David Stevens, In All Respects Ready: Australia’s Navy in World War One. Victoria: Oxford University Press, 2014. 378 pp.
Review by Chuck Steele, PhD
International Journal of Naval History
If one is looking for a comprehensive history of the Royal Australian Navy (RAN) in the Great War, they need to go no further than David Stevens extraordinary book, In All Respects Ready. This single volume covers the full range of RAN contributions to Allied victory in depth, breadth, and context. It is a solid work of narrative history that accomplishes more than what one might rightfully expect of a book dedicated to telling the story of a service that was manned by fewer than 10,000 sailors (officers and ratings—to include seven women, p.2). Regardless of how slight the numbers, Stevens demonstrates that in a war fought by millions, the mere thousands of sailors in Australian service managed to play an outsized role in a multitude of theatres.
When World War I began, the RAN was but a few years old (it gained recognition as an independent naval service in 1911). Understandably, when compared with its progenitor, Britain’s Royal Navy, the RAN was a modestly sized force. There were no Australian battleships, and by far the largest ship in the RAN was the battlecruiser HMAS Australia. The remainder of the fleet consisted of a collection of smaller vessels to include the light cruisers, HMAS Sydney and HMAS Melbourne, with Sydney being the most famous of the two for her role in the sinking of the German light cruiser SMS Emden—a story described in detail in the book’s fifth chapter. The stories of these ships and their crews, as well as well as other Australian vessels is ably reported by Stevens and would make In All Respects Ready compelling reading, even if the book contained nothing else.
Fortunately, Stevens addresses more than the RAN’s service as an organization in the war, he also delves into the multi-faceted contributions of individual Australians, and Britons working in association with the RAN. His thoroughness extends from sea to shore and from the obvious to the obscure. If the RAN, or sailors from the RAN, had a presence in a theatre or action, Steven’s covers it. For example, he does not only document the services of the RAN’s ships, such as the battlecruiser Australia and her service with the Grand Fleet, but he also provides a record of Australians’ services in that fleet. While Australia was not present at the Battle of Jutland, Australians were—and Stevens does not neglect their efforts in his book. Indeed, there is considerable focus on the individuals who brought the RAN out of its infancy and into its own as a war fighting entity. Each of his 24 chapters concludes with a profile of a sailor whose work was integral to the story told in the preceding pages.
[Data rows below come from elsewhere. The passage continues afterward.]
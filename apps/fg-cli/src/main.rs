use clap::{Parser, Subcommand};
use fg_core::{DagError, VertexProfile};
use fg_graph::{ConstValue, Graph};
use tracing_subscriber::EnvFilter;

mod designs;

#[derive(Parser)]
#[command(name = "fg-cli")]
#[command(about = "Dataflow graph inspector - build, validate and render designs", long_about = None)]
struct Cli {
    /// Log graph construction events (overrides RUST_LOG)
    #[arg(short, long, global = true)]
    verbose: bool,

    #[command(subcommand)]
    command: Commands,
}

#[derive(Subcommand)]
enum Commands {
    /// List the built-in designs
    Designs,
    /// Build a design, validate it and print its transforms and edges
    Show {
        /// Design name (see `designs`)
        design: String,
    },
    /// Resolve every constant of a design against profiling records
    Resolve {
        /// Design name (see `designs`)
        design: String,
        /// JSON array of per-vertex profiling records
        #[arg(short, long, default_value = "[]")]
        profiles: String,
    },
}

#[derive(Debug, thiserror::Error)]
enum CliError {
    #[error("unknown design '{0}' (try `fg-cli designs`)")]
    UnknownDesign(String),

    #[error("invalid profiling records: {0}")]
    Profiles(#[from] serde_json::Error),

    #[error(transparent)]
    Graph(#[from] DagError),
}

type CliResult<T> = Result<T, CliError>;

fn main() -> CliResult<()> {
    let cli = Cli::parse();
    init_tracing(cli.verbose);

    match cli.command {
        Commands::Designs => {
            cmd_designs();
            Ok(())
        }
        Commands::Show { design } => cmd_show(&design),
        Commands::Resolve { design, profiles } => cmd_resolve(&design, &profiles),
    }
}

fn init_tracing(verbose: bool) {
    let filter = if verbose {
        EnvFilter::new("debug")
    } else {
        EnvFilter::try_from_default_env().unwrap_or_else(|_| EnvFilter::new("warn"))
    };
    tracing_subscriber::fmt().with_env_filter(filter).init();
}

fn build(name: &str) -> CliResult<Graph> {
    let design = designs::find(name).ok_or_else(|| CliError::UnknownDesign(name.to_string()))?;
    let graph = (design.build)()?;
    graph.validate()?;
    tracing::info!(
        design = name,
        transforms = graph.transforms().len(),
        edges = graph.edges().len(),
        "design built"
    );
    Ok(graph)
}

fn cmd_designs() {
    println!("Designs:");
    for d in designs::DESIGNS {
        println!("  {:<10} {}", d.name, d.about);
    }
}

fn cmd_show(name: &str) -> CliResult<()> {
    let graph = build(name)?;

    println!("Graph: {}", graph.name());
    println!("Transforms:");
    for t in graph.transforms() {
        let mut flags = Vec::new();
        if t.reads_memory() {
            flags.push("reads memory");
        }
        if t.writes_memory() {
            flags.push("writes memory");
        }
        if flags.is_empty() {
            println!("  {t}");
        } else {
            println!("  {t}  [{}]", flags.join(", "));
        }
        for c in t.constants() {
            let value = match c.value() {
                Ok(ConstValue::Literal(s)) => s,
                Ok(ConstValue::Profiled(_)) => "<from profile>".to_string(),
                Err(_) => "<unbound>".to_string(),
            };
            println!("    {} = {}", c.name(), value);
        }
    }

    println!("Edges:");
    for e in graph.edges() {
        println!("  {}", graph.describe_edge(e));
    }
    println!("✓ Graph is valid");
    Ok(())
}

fn cmd_resolve(name: &str, profiles: &str) -> CliResult<()> {
    let records: Vec<VertexProfile> = serde_json::from_str(profiles)?;
    let graph = build(name)?;

    println!(
        "Resolving constants of '{}' with {} profile record(s):",
        graph.name(),
        records.len()
    );
    for t in graph.transforms() {
        for c in t.constants() {
            match c.resolve(&records) {
                Ok(value) => println!("  {}.{} = {}", t.name(), c.name(), value),
                Err(err) => println!("  {}.{}: {}", t.name(), c.name(), err),
            }
        }
    }
    Ok(())
}
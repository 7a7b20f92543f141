//! Directed connections between ports.

use fg_core::{DagError, DagResult, VertexId};

use crate::vertex::Vertex;

/// A directed connection from an output port to an input port.
///
/// Endpoints are held by identity only; the owning transforms (and through
/// them the graph) keep the vertices alive.
#[derive(Debug, Clone, PartialEq, Eq)]
pub struct Edge {
    pub(crate) src: VertexId,
    pub(crate) dst: VertexId,
    pub(crate) name: Option<String>,
}

impl Edge {
    /// Connect two ports in either order.
    ///
    /// Exactly one of them must be an output; the stored edge always runs
    /// from the output to the input.
    pub fn between(a: &Vertex, b: &Vertex) -> DagResult<Self> {
        let (src, dst) = match (a.is_output(), b.is_output()) {
            (true, false) => (a, b),
            (false, true) => (b, a),
            _ => {
                return Err(DagError::DirectionMismatch {
                    a: format!("{} {}", a.direction(), a.name()),
                    b: format!("{} {}", b.direction(), b.name()),
                });
            }
        };
        Ok(Self {
            src: src.id(),
            dst: dst.id(),
            name: None,
        })
    }

    /// Attach a display label.
    pub fn named(mut self, name: impl Into<String>) -> Self {
        self.name = Some(name.into());
        self
    }

    /// The output port the data leaves from.
    pub fn src(&self) -> VertexId {
        self.src
    }

    /// The input port the data arrives at.
    pub fn dst(&self) -> VertexId {
        self.dst
    }

    pub fn name(&self) -> Option<&str> {
        self.name.as_deref()
    }
}
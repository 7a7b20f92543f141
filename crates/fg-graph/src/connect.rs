//! Connection builders.
//!
//! [`connect`] accepts any mix of ports and transforms. A transform stands for
//! its single port of the direction the other side needs.

use std::rc::Rc;

use fg_core::DagResult;

use crate::edge::Edge;
use crate::transform::Transform;
use crate::vertex::{Direction, Vertex};

/// One side of a connection.
#[derive(Debug, Clone, Copy)]
pub enum Endpoint<'a> {
    Vertex(&'a Vertex),
    Transform(&'a Transform),
}

impl<'a> From<&'a Vertex> for Endpoint<'a> {
    fn from(v: &'a Vertex) -> Self {
        Endpoint::Vertex(v)
    }
}

impl<'a> From<&'a Transform> for Endpoint<'a> {
    fn from(t: &'a Transform) -> Self {
        Endpoint::Transform(t)
    }
}

impl<'a> From<&'a Rc<Transform>> for Endpoint<'a> {
    fn from(t: &'a Rc<Transform>) -> Self {
        Endpoint::Transform(t.as_ref())
    }
}

/// Build an edge between two endpoints.
///
/// - port/port: either order, exactly one must be an output.
/// - transform/port (either order): the transform's only port facing the
///   given port is used.
/// - transform/transform: `a` is the producer; its only output feeds the
///   only input of `b`.
///
/// The returned edge is not registered anywhere yet; pass it to
/// [`Graph::add_edge`](crate::Graph::add_edge).
pub fn connect<'a>(a: impl Into<Endpoint<'a>>, b: impl Into<Endpoint<'a>>) -> DagResult<Edge> {
    match (a.into(), b.into()) {
        (Endpoint::Vertex(a), Endpoint::Vertex(b)) => Edge::between(a, b),
        (Endpoint::Transform(t), Endpoint::Vertex(v))
        | (Endpoint::Vertex(v), Endpoint::Transform(t)) => {
            let port = t.sole_port(v.direction().opposite())?;
            Edge::between(port, v)
        }
        (Endpoint::Transform(producer), Endpoint::Transform(consumer)) => {
            let src = producer.sole_port(Direction::Output)?;
            let dst = consumer.sole_port(Direction::Input)?;
            Edge::between(src, dst)
        }
    }
}

#[cfg(test)]
mod tests {
    use super::*;
    use fg_core::DagError;

    fn stage(name: &str, inputs: &[&str], outputs: &[&str]) -> Transform {
        let mut t = Transform::new(name).unwrap();
        for i in inputs {
            t.add_port(Vertex::input(*i, "T").unwrap()).unwrap();
        }
        for o in outputs {
            t.add_port(Vertex::output(*o, "T").unwrap()).unwrap();
        }
        t
    }

    #[test]
    fn vertex_pair_either_order() {
        let src = stage("s", &[], &["y"]);
        let dst = stage("d", &["x"], &[]);
        let e1 = connect(src.o(0).unwrap(), dst.i(0).unwrap()).unwrap();
        let e2 = connect(dst.i(0).unwrap(), src.o(0).unwrap()).unwrap();
        assert_eq!(e1, e2);
        assert_eq!(e1.src(), src.o(0).unwrap().id());
    }

    #[test]
    fn transform_to_vertex_picks_facing_port() {
        let t = stage("t", &["in"], &["out"]);
        let sink = Vertex::input("sink", "T").unwrap();
        let source = Vertex::output("source", "T").unwrap();

        let e = connect(&t, &sink).unwrap();
        assert_eq!(e.src(), t.o(0).unwrap().id());
        assert_eq!(e.dst(), sink.id());

        let e = connect(&source, &t).unwrap();
        assert_eq!(e.src(), source.id());
        assert_eq!(e.dst(), t.i(0).unwrap().id());
    }

    #[test]
    fn transform_shorthand_needs_unique_port() {
        let split = stage("split", &["in"], &["a", "b"]);
        let sink = Vertex::input("sink", "T").unwrap();
        let err = connect(&split, &sink).unwrap_err();
        assert!(matches!(
            err,
            DagError::AmbiguousPort {
                direction: "output",
                count: 2,
                ..
            }
        ));

        let source_only = stage("gen", &[], &["y"]);
        let err = connect(&split, &source_only).unwrap_err();
        assert!(matches!(err, DagError::AmbiguousPort { .. }));
    }

    #[test]
    fn transform_pair_runs_first_to_second() {
        let stage1 = stage("stage1", &[], &["x"]);
        let stage2 = stage("stage2", &["x"], &[]);
        let e = connect(&stage1, &stage2).unwrap();
        assert_eq!(e.src(), stage1.o(0).unwrap().id());
        assert_eq!(e.dst(), stage2.i(0).unwrap().id());
    }

    #[test]
    fn shared_handles_are_endpoints() {
        let a = Rc::new(stage("a", &[], &["y"]));
        let b = Rc::new(stage("b", &["x"], &[]));
        let e = connect(&a, &b).unwrap().named("a_to_b");
        assert_eq!(e.name(), Some("a_to_b"));
    }
}
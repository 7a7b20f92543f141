//! fg-core: stable foundation for the dataflow graph builder.
//!
//! Contains:
//! - ids (stable compact IDs for vertices, transforms, edges)
//! - error (the shared error taxonomy)
//! - types (opaque port type references)
//! - profile (per-vertex profiling records)

pub mod error;
pub mod ids;
pub mod profile;
pub mod types;

// Re-exports: nice ergonomics for downstream crates
pub use error::{DagError, DagResult, ensure_name};
pub use ids::*;
pub use profile::VertexProfile;
pub use types::TypeRef;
The book is sensibly broken down chronologically and geographically. Starting with the creation of the RAN and moving to the outbreak of war, the book progresses year by year, and theatre by theatre, until the RAN returns to “Business As Usual” in the last chapter. The format of the book allows for the RAN’s story to unfold in a coherent and easy to follow manner.
If the book has a fault, it would be that it is possible for a reader to develop a distorted view of the war at sea inadvertently. Despite Stevens describing the Battle of Jutland blow by blow, it is done from a decidedly sympathetic point of view. The focus is always on the RAN and those most intimately associated with it. An example of this is the case of Rear Admiral Sir William Packenham, the commander of 2nd Battlecruiser Squadron at the battle of Jutland (who flew his flag from Australia until it was damaged in a collision with its sister ship New Zealand). Even though Stevens explicitly details Pakenham’s adoration of Vice Admiral Sir David Beatty in the months before the battle (p.148), the author turns to Pakenham for the last comment as to why the British victory was not complete (p. 215). Pakenham’s statement expectedly absolves Beatty of any fault, and despite the severe losses within the battlecruiser force, Pakenham proclaims that had Beatty exercised greater authority the battle’s outcome would have been far more salutary. While the contents of the section detailing the war’s most significant battle are understandable, one must remember that this is first and foremost a history of the RAN in the Great War and not a history of the war at sea in general.
Regardless of the potential for misinterpretation, if anyone is looking to gain an understanding of the roles played by the RAN in the Great War, or interested in the formative years of Australia’s Navy, then this book is a must-read. It is well written and thoroughly researched. It is a remarkably good piece of naval history.